Q: Hi, I'm a designer. I had an account on a "print on demand" platform www.teepublic.com, I created the designs and the co

My account was terminated and my commission not paid out, they claim it's due to my account being terminated because of intellectual property infringement. Is that legal, for them to keep the money I earned?

1 Lawyer Answer
Sean Erin Serraguard
Sean Erin Serraguard
Answered

A: Whether this is legal or not will depend on the terms of the contract that you signed when you used their services. The terms are on their website (https://www.teepublic.com/terms). I have not reviewed their terms, and the link is for your convenience. This is not a full legal analysis of their contract, nor should you rely on it as such.

However, if you submitted anything that you didn't have rights to, you were likely in violation of their terms immediately upon submission. Assuming TeePublic's claim of IP infringement to be true, you didn't have rights to the design (i.e., someone else's IP), meaning that your contribution to the overall sale was not yours to contribute.

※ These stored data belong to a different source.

//! Output sinks for finalized aggregate rows
//!
//! Rows are upserted by `(window_start, dimension_key)`. A closed window may be
//! delivered more than once after a crash; sinks must treat an identical row
//! as a no-op so redelivery leaves the output unchanged.

use async_trait::async_trait;
use llm_telemetry_types::{AggregateRow, DimensionKey};
use parking_lot::Mutex;
use sha2::{Digest, Sha256};
use std::collections::{BTreeMap, HashMap};
use std::fs::{File, OpenOptions};
use std::io::{BufRead, BufReader, Read, Seek, SeekFrom, Write};
use std::path::{Path, PathBuf};
use std::sync::atomic::{AtomicU32, AtomicU64, Ordering};
use tracing::{debug, info, warn};

use crate::error::{SinkError, SinkResult};

type RowKey = (i64, DimensionKey);

fn row_key(row: &AggregateRow) -> RowKey {
    let (start, key) = row.key();
    (start, key.clone())
}

/// What an upsert did to the sink
#[derive(Debug, Clone, Copy, PartialEq, Eq)]
pub enum UpsertOutcome {
    Inserted,
    Replaced,
    /// An identical row was already present
    Unchanged,
}

/// Destination for closed-window rows
#[async_trait]
pub trait AggregateSink: Send + Sync {
    /// Writes `row`, replacing any row with the same key
    async fn upsert(&self, row: &AggregateRow) -> SinkResult<UpsertOutcome>;

    /// Makes previous upserts durable
    async fn flush(&self) -> SinkResult<()> {
        Ok(())
    }
}

/// Sink that keeps rows in memory
#[derive(Debug, Default)]
pub struct MemorySink {
    rows: Mutex<BTreeMap<RowKey, AggregateRow>>,
    writes: AtomicU64,
    failures: AtomicU32,
}

impl MemorySink {
    pub fn new() -> Self {
        Self::default()
    }

    /// Makes the next `count` upserts fail with a transient error
    pub fn fail_next_upserts(&self, count: u32) {
        self.failures.store(count, Ordering::SeqCst);
    }

    pub fn rows(&self) -> Vec<AggregateRow> {
        self.rows.lock().values().cloned().collect()
    }

    pub fn get(&self, window_start: i64, dimension_key: &DimensionKey) -> Option<AggregateRow> {
        self.rows
            .lock()
            .get(&(window_start, dimension_key.clone()))
            .cloned()
    }

    pub fn len(&self) -> usize {
        self.rows.lock().len()
    }

    pub fn is_empty(&self) -> bool {
        self.rows.lock().is_empty()
    }

    /// Upserts that changed the stored rows
    pub fn writes(&self) -> u64 {
        self.writes.load(Ordering::SeqCst)
    }
}

#[async_trait]
impl AggregateSink for MemorySink {
    async fn upsert(&self, row: &AggregateRow) -> SinkResult<UpsertOutcome> {
        if self
            .failures
            .fetch_update(Ordering::SeqCst, Ordering::SeqCst, |n| n.checked_sub(1))
            .is_ok()
        {
            return Err(SinkError::Unavailable("injected upsert failure".to_string()));
        }

        let mut rows = self.rows.lock();
        let outcome = match rows.insert(row_key(row), row.clone()) {
            None => UpsertOutcome::Inserted,
            Some(previous) if previous == *row => UpsertOutcome::Unchanged,
            Some(_) => UpsertOutcome::Replaced,
        };
        if outcome != UpsertOutcome::Unchanged {
            self.writes.fetch_add(1, Ordering::SeqCst);
        }
        Ok(outcome)
    }
}

struct JsonLinesState {
    file: File,
    /// Content hash of the latest line written for each key
    index: HashMap<RowKey, String>,
}

/// Sink appending one JSON object per line to a file
///
/// Later lines supersede earlier ones with the same key. On open the file is
/// scanned to rebuild a content-hash index, so redelivering a row that is
/// already the latest for its key writes nothing.
pub struct JsonLinesSink {
    path: PathBuf,
    state: Mutex<JsonLinesState>,
}

impl JsonLinesSink {
    pub fn open(path: impl AsRef<Path>) -> SinkResult<Self> {
        let path = path.as_ref().to_path_buf();
        if let Some(parent) = path.parent() {
            if !parent.as_os_str().is_empty() {
                std::fs::create_dir_all(parent)?;
            }
        }

        let mut index = HashMap::new();
        if path.exists() {
            for (line_no, line) in lines(&path)?.into_iter().enumerate() {
                match serde_json::from_slice::<AggregateRow>(&line) {
                    Ok(row) => {
                        index.insert(row_key(&row), content_hash(&line));
                    }
                    Err(e) => warn!(path = ?path, line = line_no + 1, error = %e, "Skipping unreadable sink line"),
                }
            }
        }

        let mut file = OpenOptions::new().create(true).append(true).open(&path)?;
        if ends_without_newline(&path)? {
            // terminate a torn final line so the next row starts on its own line
            warn!(path = ?path, "Sink file ends in a partial line");
            file.write_all(b"\n")?;
            file.flush()?;
        }
        info!(path = ?path, rows = index.len(), "Opened JSON lines sink");
        Ok(Self {
            path,
            state: Mutex::new(JsonLinesState { file, index }),
        })
    }

    pub fn path(&self) -> &Path {
        &self.path
    }

    /// Reads every row in file order; unreadable lines are skipped
    pub fn read_rows(path: impl AsRef<Path>) -> SinkResult<Vec<AggregateRow>> {
        let path = path.as_ref();
        let mut rows = Vec::new();
        for line in lines(path)? {
            match serde_json::from_slice(&line) {
                Ok(row) => rows.push(row),
                Err(e) => warn!(path = ?path, error = %e, "Skipping unreadable sink line"),
            }
        }
        Ok(rows)
    }
}

/// Non-blank lines as raw bytes; a torn line may not be valid UTF-8
fn lines(path: &Path) -> SinkResult<Vec<Vec<u8>>> {
    let reader = BufReader::new(File::open(path)?);
    let mut lines = Vec::new();
    for line in reader.split(b'\n') {
        let line = line?;
        if line.iter().all(u8::is_ascii_whitespace) {
            continue;
        }
        lines.push(line);
    }
    Ok(lines)
}

fn ends_without_newline(path: &Path) -> SinkResult<bool> {
    let mut file = File::open(path)?;
    if file.metadata()?.len() == 0 {
        return Ok(false);
    }
    let mut last = [0u8; 1];
    file.seek(SeekFrom::End(-1))?;
    file.read_exact(&mut last)?;
    Ok(last[0] != b'\n')
}

#[async_trait]
impl AggregateSink for JsonLinesSink {
    async fn upsert(&self, row: &AggregateRow) -> SinkResult<UpsertOutcome> {
        let line = serde_json::to_vec(row).map_err(|e| SinkError::Serialization(e.to_string()))?;
        let hash = content_hash(&line);
        let key = row_key(row);

        let mut state = self.state.lock();
        let outcome = match state.index.get(&key) {
            Some(existing) if *existing == hash => return Ok(UpsertOutcome::Unchanged),
            Some(_) => UpsertOutcome::Replaced,
            None => UpsertOutcome::Inserted,
        };

        state.file.write_all(&line)?;
        state.file.write_all(b"\n")?;
        state.file.flush()?;
        state.index.insert(key, hash);
        debug!(window_start = %row.window_start, dimension = %row.dimension_key, ?outcome, "Row written");
        Ok(outcome)
    }

    async fn flush(&self) -> SinkResult<()> {
        self.state.lock().file.sync_data()?;
        Ok(())
    }
}

fn content_hash(bytes: &[u8]) -> String {
    hex::encode(Sha256::digest(bytes))
}
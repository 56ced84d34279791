//! HTTP ingestion endpoints
//!
//! - `POST /v1/events`: submit one event
//! - `POST /v1/events/batch`: submit an array of events
//! - `GET /health`: liveness and uptime
//! - `GET /stats`: collector statistics

use axum::{
    extract::State,
    http::StatusCode,
    response::{IntoResponse, Response},
    routing::{get, post},
    Json, Router,
};
use serde::{Deserialize, Serialize};
use std::future::Future;
use std::net::SocketAddr;
use std::sync::Arc;
use tokio::net::TcpListener;
use tracing::info;

use crate::collector::{Collector, SubmitOutcome};
use crate::error::Result;

/// Health status response
#[derive(Debug, Clone, Serialize, Deserialize)]
pub struct HealthStatus {
    pub status: String,
    pub version: String,
    pub uptime_seconds: u64,
}

/// Per-item outcomes of a batch submit
#[derive(Debug, Clone, Serialize, Deserialize)]
pub struct BatchResponse {
    pub results: Vec<SubmitOutcome>,
}

/// Build the ingestion router
pub fn router(collector: Arc<Collector>) -> Router {
    Router::new()
        .route("/v1/events", post(submit_event))
        .route("/v1/events/batch", post(submit_batch))
        .route("/health", get(health))
        .route("/stats", get(stats))
        .with_state(collector)
}

/// Serve the ingestion API until `shutdown` resolves
pub async fn serve<F>(addr: SocketAddr, collector: Arc<Collector>, shutdown: F) -> Result<()>
where
    F: Future<Output = ()> + Send + 'static,
{
    let listener = TcpListener::bind(addr).await?;
    info!("Ingestion API listening on http://{}", listener.local_addr()?);

    axum::serve(listener, router(collector))
        .with_graceful_shutdown(shutdown)
        .await?;
    Ok(())
}

fn status_for(outcome: &SubmitOutcome) -> StatusCode {
    match outcome {
        SubmitOutcome::Accepted { .. } => StatusCode::ACCEPTED,
        SubmitOutcome::Rejected { .. } => StatusCode::BAD_REQUEST,
        SubmitOutcome::Throttled => StatusCode::TOO_MANY_REQUESTS,
        SubmitOutcome::Unavailable { .. } => StatusCode::SERVICE_UNAVAILABLE,
    }
}

async fn submit_event(
    State(collector): State<Arc<Collector>>,
    Json(payload): Json<serde_json::Value>,
) -> Response {
    let outcome = collector.submit(payload).await;
    (status_for(&outcome), Json(outcome)).into_response()
}

async fn submit_batch(
    State(collector): State<Arc<Collector>>,
    Json(payloads): Json<Vec<serde_json::Value>>,
) -> Response {
    let results = collector.submit_batch(payloads).await;
    (StatusCode::OK, Json(BatchResponse { results })).into_response()
}

async fn health(State(collector): State<Arc<Collector>>) -> Response {
    let running = collector.is_running();
    let body = HealthStatus {
        status: if running { "healthy" } else { "shutting_down" }.to_string(),
        version: env!("CARGO_PKG_VERSION").to_string(),
        uptime_seconds: collector.uptime().as_secs(),
    };
    let code = if running {
        StatusCode::OK
    } else {
        StatusCode::SERVICE_UNAVAILABLE
    };
    (code, Json(body)).into_response()
}

async fn stats(State(collector): State<Arc<Collector>>) -> Response {
    Json(collector.stats()).into_response()
}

From my current understanding of their business model, TeePublic actually made the shirt and the shirt was sold through their website. The payment you would have received was likely a commission given solely for the design (the IP) and and they are claiming the design wasn't yours (i.e., you infringed someone else's IP). As such, I suspect that they don't owe you anything for the commission under the contract (I'd need to review to determine the actual terms). Of course, you'd be welcome to argue that the design was your intellectual property, appeal as required under their contract, and possibly move forward with a breach of contract claim against TeePublic.

I'd advise you to review the contract and your rights to any profits with a seasoned intellectual property attorney.